(583aj) Screening Of Metal Catalysts For Contaminant Removal in Water

Water pollution is a large problem in the United States and elsewhere. We have long been concerned with contaminants from agricultural run-off and industrial waste. Concerns are now shifting to emerging pharmaceutical and personal care product (PPCP) contaminants, which enter the water system through municipal wastewater. These compounds tend to have recalcitrant chemical structures, making them difficult to remove using conventional treatment techniques. Broadly applicable techniques are needed to remediate these pollutants from the water system, and catalysis is a promising strategy.
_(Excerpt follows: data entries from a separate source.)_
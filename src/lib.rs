//! Surviving MBTA - A 1D train-surfing arcade game
//!
//! Core modules:
//! - `sim`: Deterministic simulation (layout, players, hazards, game phase)
//! - `renderer`: Per-cell frame buffer and read-only snapshot for the host renderer
//! - `platform`: Keyboard bindings and the browser binding
//! - `settings`: Data-driven game tuning, converted to frame counts once

pub mod platform;
pub mod renderer;
pub mod settings;
pub mod sim;

pub use settings::{Settings, SettingsError, Timings};

/// Game configuration constants
pub mod consts {
    /// Number of cells on the strip
    pub const DISPLAY_SIZE: usize = 30;
    /// Width of one cell on the host canvas (used to map tree scroll onto cells)
    pub const PIXEL_SIZE: f32 = 25.0;
    /// Frame rate every duration is converted with
    pub const ASSUMED_FPS: u32 = 60;
    /// Maximum simulation ticks per host frame (prevents spiral of death)
    pub const MAX_SUBSTEPS: u32 = 5;

    /// Train layout
    pub const WAGON_LENGTH: usize = 7;
    pub const GAP_LENGTH: usize = 2;
    pub const NUM_WAGONS: usize = 3;

    pub const STARTING_LIVES: u8 = 3;
    pub const MAX_PLAYERS: usize = 2;

    /// Tunnel width in cells
    pub const TUNNEL_WIDTH: i32 = 5;

    /// Tree scroll speed (canvas pixels per frame)
    pub const SCROLL_SPEED: f32 = 1.5;
    /// Trees guaranteed to stand in the corridor
    pub const CORRIDOR_TREES: usize = 4;
    /// Trees scattered over random bands and layers
    pub const SCATTERED_TREES: usize = 4;
}

/// Wrap a signed cell index onto a strip of `size` cells
#[inline]
pub fn wrap_index(index: i64, size: usize) -> usize {
    if size == 0 {
        return 0;
    }
    index.rem_euclid(size as i64) as usize
}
In this work, we explore the possibility of using supported Au-based catalysts to decompose both traditional fertilizer and emerging PPCP contaminants in a water environment. We are specifically interested in catalysis for reduction of nitrates, which are broadly representative of fertilizer residuals, and decomposition of valerolactone, which represents a variety of recalcitrant PPCP compounds. We screen different bimetallic and trimetallic Au-based catalysts for their abilities to decompose these compounds in water using density functional theory simulations of small metal catalyst models supported on metal oxide lattices. Compositions are changed by replacing one or two Au atoms with a more reactive transition metal such as Cu, In, Fe, Nb, Pd, or Ti to screen for optimal activity. We use a variety of implicit and explicit solvation models to model the water environment. Preliminary results, which form the basis for general modeling of supported Au catalysts in water, suggest AuFe and AuPd are active for nitrate reduction.